© Geoff Burke-USA TODAY Sports
In recent years, the NFL has adopted rule changes to focus on player safety. The main change is a rule which banned leading with the crown of the helmet and has forced the introduction of a rugby-style tackle in which players’ shoulders are supposed to meet waist or thighs with the helmet on the outside of the player being tackled. The punishment for not adhering is a 15-yard penalty and a potential ejection and/or fine.
At the same time, the rule change has been criticized for its questionable implementation, with quarterbacks being fairly perceived to be protected more than other players, and for a lack of player consultation in implementing it. Those rule changes also come with an increasing prominence of Thursday Night Football (TNF) games, of which there are now 13 in each season (there were eight a season through most of the mid-2000s and far fewer before that). From 2018 through 2022, FOX will pay the NFL a reported $60-plus million per game for each of the 11 nationally-televised TNF games, not including Thanksgiving.

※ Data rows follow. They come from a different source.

//! trajectory::topology — atom metadata and name-based selection.
//!
//! Purpose
//! -------
//! Describe the atoms of a trajectory and resolve selections such as
//! `"all"` or `"Ar Kr"` to atom indices.
//!
//! Conventions
//! -----------
//! - A selection string is either the keyword `all` or a whitespace
//!   separated list of atom names; an atom matches when its name equals any
//!   listed name. Strings starting with `name ` are accepted as well, so
//!   `"name Ar"` and `"Ar"` are equivalent.
//! - Indices are returned in ascending topology order without duplicates.
use crate::trajectory::errors::{TrajectoryError, TrajectoryResult};
use serde::{Deserialize, Serialize};
use std::fmt;

#[derive(Debug, Clone, PartialEq, Eq, Serialize, Deserialize)]
pub struct Atom {
    pub name: String,
    pub residue: String,
}

impl Atom {
    pub fn new(name: impl Into<String>, residue: impl Into<String>) -> Self {
        Atom { name: name.into(), residue: residue.into() }
    }
}

/// Ordered atom list shared by every frame of a trajectory.
#[derive(Debug, Clone, Default, PartialEq, Eq, Serialize, Deserialize)]
pub struct Topology {
    atoms: Vec<Atom>,
}

impl Topology {
    pub fn new(atoms: Vec<Atom>) -> Self {
        Topology { atoms }
    }

    /// One atom per name, each in its own unnamed residue.
    pub fn from_names<I, S>(names: I) -> Self
    where
        I: IntoIterator<Item = S>,
        S: Into<String>,
    {
        Topology { atoms: names.into_iter().map(|n| Atom::new(n, "")).collect() }
    }

    pub fn n_atoms(&self) -> usize {
        self.atoms.len()
    }

    pub fn atoms(&self) -> &[Atom] {
        &self.atoms
    }

    /// Indices of atoms matching `selection`.
    ///
    /// Errors
    /// ------
    /// - `TrajectoryError::EmptySelection` if nothing matches.
    pub fn select(&self, selection: &AtomSelection) -> TrajectoryResult<Vec<usize>> {
        let indices: Vec<usize> = match selection {
            AtomSelection::All => (0..self.atoms.len()).collect(),
            AtomSelection::Names(names) => self
                .atoms
                .iter()
                .enumerate()
                .filter(|(_, atom)| names.iter().any(|n| *n == atom.name))
                .map(|(i, _)| i)
                .collect(),
        };
        if indices.is_empty() {
            return Err(TrajectoryError::EmptySelection { selection: selection.to_string() });
        }
        Ok(indices)
    }
}

/// Which atoms an analysis runs over.
#[derive(Debug, Clone, Default, PartialEq, Eq, Serialize, Deserialize)]
pub enum AtomSelection {
    #[default]
    All,
    Names(Vec<String>),
}

impl TryFrom<&str> for AtomSelection {
    type Error = TrajectoryError;

    fn try_from(raw: &str) -> TrajectoryResult<Self> {
        let trimmed = raw.trim();
        if trimmed == "all" {
            return Ok(AtomSelection::All);
        }
        let names: Vec<String> = trimmed
            .strip_prefix("name ")
            .unwrap_or(trimmed)
            .split_whitespace()
            .map(str::to_owned)
            .collect();
        if names.is_empty() {
            return Err(TrajectoryError::InvalidSelection { selection: raw.to_owned() });
        }
        Ok(AtomSelection::Names(names))
    }
}

impl fmt::Display for AtomSelection {
    fn fmt(&self, f: &mut fmt::Formatter<'_>) -> fmt::Result {
        match self {
            AtomSelection::All => write!(f, "all"),
            AtomSelection::Names(names) => write!(f, "name {}", names.join(" ")),
        }
    }
}
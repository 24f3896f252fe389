//! analysis::thermo — thermodynamic output tables.
//!
//! Purpose
//! -------
//! Parse column-oriented thermo output (LAMMPS `log.lammps` blocks and
//! similar whitespace tables) into labelled series, restrict them to a time
//! range, and normalize extensive quantities by system size.
//!
//! Key behaviors
//! -------------
//! - [`extract_numbers`] finds the first line containing an identifier
//!   (e.g. `"Step"`), uses its whitespace-separated words as labels, and
//!   parses the rows after it. Rows with the wrong number of fields, a
//!   non-numeric field or a NaN are dropped, so trailing text such as
//!   `Loop time of ...` never ends up in the data.
//! - [`normalize`] returns a copy in which every series whose label contains
//!   `"Eng"` or one of the extra keywords is divided by the system size.
//! - [`ThermoData::window`] keeps the rows whose time lies in `[min, max]`.
//!
//! Invariants & assumptions
//! ------------------------
//! - All series in a [`ThermoData`] have the same length.
//! - Labels keep the order of the header line.
use crate::analysis::errors::{AnalysisError, AnalysisResult};
use ndarray::Array1;
use serde::{Deserialize, Serialize};
use std::{
    collections::HashMap,
    fs::File,
    io::{BufRead, BufReader},
    path::Path,
};

/// Labelled, equally long numeric series in header order.
#[derive(Debug, Clone, Default, PartialEq, Serialize, Deserialize)]
pub struct ThermoData {
    labels: Vec<String>,
    series: HashMap<String, Array1<f64>>,
}

impl ThermoData {
    pub fn new() -> Self {
        Self::default()
    }

    /// Add or replace a series; a new label is appended to the order.
    pub fn insert(
        &mut self, label: impl Into<String>, values: Array1<f64>,
    ) -> Option<Array1<f64>> {
        let label = label.into();
        if !self.series.contains_key(&label) {
            self.labels.push(label.clone());
        }
        self.series.insert(label, values)
    }

    /// Errors
    /// ------
    /// - `AnalysisError::MissingLabel` if `label` is absent.
    pub fn get(&self, label: &str) -> AnalysisResult<&Array1<f64>> {
        self.series.get(label).ok_or_else(|| AnalysisError::MissingLabel { label: label.into() })
    }

    pub fn labels(&self) -> &[String] {
        &self.labels
    }

    pub fn len(&self) -> usize {
        self.labels.len()
    }

    pub fn is_empty(&self) -> bool {
        self.labels.is_empty()
    }

    /// Number of samples per series.
    pub fn n_rows(&self) -> usize {
        self.labels.first().and_then(|l| self.series.get(l)).map_or(0, Array1::len)
    }

    pub fn iter(&self) -> impl Iterator<Item = (&str, &Array1<f64>)> {
        self.labels.iter().filter_map(|l| self.series.get(l).map(|v| (l.as_str(), v)))
    }

    /// Rows whose `label_t` value lies in `xlim = (min, max)`, inclusive.
    /// `None` keeps every row.
    ///
    /// Errors
    /// ------
    /// - `AnalysisError::MissingLabel` if `label_t` is absent.
    /// - `AnalysisError::InvalidTimeRange` for non-finite bounds or
    ///   `min > max`.
    pub fn window(&self, label_t: &str, xlim: Option<(f64, f64)>) -> AnalysisResult<ThermoData> {
        let time = self.get(label_t)?;
        let Some((min, max)) = xlim else {
            return Ok(self.clone());
        };
        if !min.is_finite() || !max.is_finite() || min > max {
            return Err(AnalysisError::InvalidTimeRange { min, max });
        }
        let keep: Vec<usize> = time
            .iter()
            .enumerate()
            .filter(|(_, t)| (min..=max).contains(*t))
            .map(|(i, _)| i)
            .collect();
        let mut out = ThermoData::new();
        for (label, values) in self.iter() {
            out.insert(label, keep.iter().map(|&i| values[i]).collect());
        }
        Ok(out)
    }
}

/// Parse a thermo table from `reader`.
///
/// Parameters
/// ----------
/// - `reader`: `impl BufRead`
///   Text positioned anywhere before the header line.
/// - `identifier`: `&str`
///   Substring that marks the header line, e.g. `"Step"`.
/// - `columns`: `Option<&[usize]>`
///   Header columns to keep; `None` keeps all. Each kept column is stored
///   under its own header label. Rows are dropped for NaN in the kept
///   columns only.
///
/// Errors
/// ------
/// - `AnalysisError::IdentifierNotFound` if no line contains `identifier`.
/// - `AnalysisError::ColumnOutOfRange` for a column past the header.
/// - `AnalysisError::Io` for read failures.
pub fn extract_numbers<R: BufRead>(
    reader: R, identifier: &str, columns: Option<&[usize]>,
) -> AnalysisResult<ThermoData> {
    let mut lines = reader.lines();
    let labels: Vec<String> = loop {
        match lines.next() {
            Some(line) => {
                let line = line?;
                if line.contains(identifier) {
                    break line.split_whitespace().map(str::to_owned).collect();
                }
            }
            None => {
                return Err(AnalysisError::IdentifierNotFound { identifier: identifier.into() });
            }
        }
    };
    let n_labels = labels.len();
    let selected: Vec<usize> = match columns {
        Some(cols) => {
            if let Some(&column) = cols.iter().find(|&&c| c >= n_labels) {
                return Err(AnalysisError::ColumnOutOfRange { column, n_labels });
            }
            cols.to_vec()
        }
        None => (0..n_labels).collect(),
    };

    let mut table: Vec<Vec<f64>> = vec![Vec::new(); selected.len()];
    let mut dropped = 0usize;
    for line in lines {
        let line = line?;
        let content = line.split('#').next().unwrap_or("");
        let fields: Vec<&str> = content.split_whitespace().collect();
        if fields.is_empty() {
            continue;
        }
        if fields.len() != n_labels {
            dropped += 1;
            continue;
        }
        let row: Option<Vec<f64>> = selected
            .iter()
            .map(|&c| fields[c].parse::<f64>().ok().filter(|v| !v.is_nan()))
            .collect();
        match row {
            Some(row) => {
                for (column, value) in table.iter_mut().zip(row) {
                    column.push(value);
                }
            }
            None => dropped += 1,
        }
    }
    tracing::debug!(
        identifier,
        n_series = selected.len(),
        n_rows = table.first().map_or(0, Vec::len),
        dropped,
        "thermo table parsed"
    );

    let mut data = ThermoData::new();
    for (&c, column) in selected.iter().zip(table) {
        data.insert(labels[c].clone(), Array1::from(column));
    }
    Ok(data)
}

/// [`extract_numbers`] on a file.
pub fn extract_numbers_from_file<P: AsRef<Path>>(
    path: P, identifier: &str, columns: Option<&[usize]>,
) -> AnalysisResult<ThermoData> {
    let file = File::open(path.as_ref())?;
    extract_numbers(BufReader::new(file), identifier, columns)
}

/// Divide size-dependent series (labels containing `"Eng"` or any of
/// `extra_keywords`) by `size`, returning a new table.
///
/// Errors
/// ------
/// - `AnalysisError::InvalidSystemSize` if `size` is not finite and > 0.
pub fn normalize(
    data: &ThermoData, size: f64, extra_keywords: &[&str],
) -> AnalysisResult<ThermoData> {
    if !size.is_finite() || size <= 0.0 {
        return Err(AnalysisError::InvalidSystemSize { size });
    }
    let mut normalized = data.clone();
    for label in data.labels() {
        let extensive =
            label.contains("Eng") || extra_keywords.iter().any(|kw| label.contains(kw));
        if extensive {
            if let Some(values) = normalized.series.get_mut(label) {
                values.mapv_inplace(|v| v / size);
            }
        }
    }
    Ok(normalized)
}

Richard Sherman tore his Achilles on a Thursday night game in his final season with the Seattle Seahawks in 2017. His teammate Doug Baldwin said those games “should be illegal” back when that deal was announced, and Sherman’s tune now is about the same as Baldwin’s then. The 49ers have their first and only TNF game this week, on Halloween, at the Arizona Cardinals. The team will practice once on Tuesday, in what will be just a walkthrough, according to head coach Kyle Shanahan.
With the NFL’s collective bargaining agreement set to expire at the conclusion of the 2020 season (and a lockout likely to follow), TNF will assuredly be one of topics of debate. Sherman said he didn’t have a solution, but that he still believes those games shouldn’t happen.
“I’d be for them still not to happen,” Sherman said. “Guys coming off Sunday games, and sometimes Sunday night games to play on Thursdays is still just a terrible turnaround. Guys have gotten it done. Obviously guys have gotten hurt during those games, but I don’t have a great solution for it. Maybe a bye week after it, but that doesn’t change how difficult it is going into it. If they could somehow have a bye week before, but that’d be still a long week and-a-half. So I don’t have a solution, it’s a difficult problem. Obviously, we’ll look to address it in some way with the CBA.”
Sherman said he rolls his eyes when the league bandies around its player safety initiatives while highlighting the Thursday night games, saying he’s seen the NFL’s true colors during CBA meetings.
“One hundred percent I roll my eyes when the league talks about player safety and then says, ‘Oh yeah, we’d like to have 17 games or 18 games,’ because they’re talking out both sides of their mouth,” Sherman said. “And somehow they distract the public and say, ‘Oh man, it’s good for everybody, but it’s, it’s really not. It’s never good for players to put their bodies on the line for two extra games.
“And those are the problems you run into when you when you say that. When you say, ‘We really care about player safety, we’re taking a stand, but hey, go out there and put it out there two more times for for us, for a check. We appreciate ya.’ That’s just the way it is and that’s the way it has been. As a member of the union, you understand that. You sit in the meetings with them, you understand the true feelings about how they feel about things. But you also understand it’s a bottom line business and if saying they care about player safety gets the fans off their backs, they’re going to say it as much as they can.”
Sherman wasn’t done being asked about his thoughts on league offices. He was asked about the NFL’s safety initiatives on the same day in which the NCAA was forced to adhere to California’s new law which allows college athletes to receive compensation for their likeness. Like he did when speaking about the NFL’s league office, he also spoke in less-than-glowing terms about the NCAA, saying the law will be good for players, especially as it pertains to compensation for highlights.
“They got slapped in the face,” Sherman said. “… If you want to put these highlights out there like they’ve been doing, you’re going to have to pay them, and that’s good for the game, it’s good for the players, and I think its overall just makes it better.”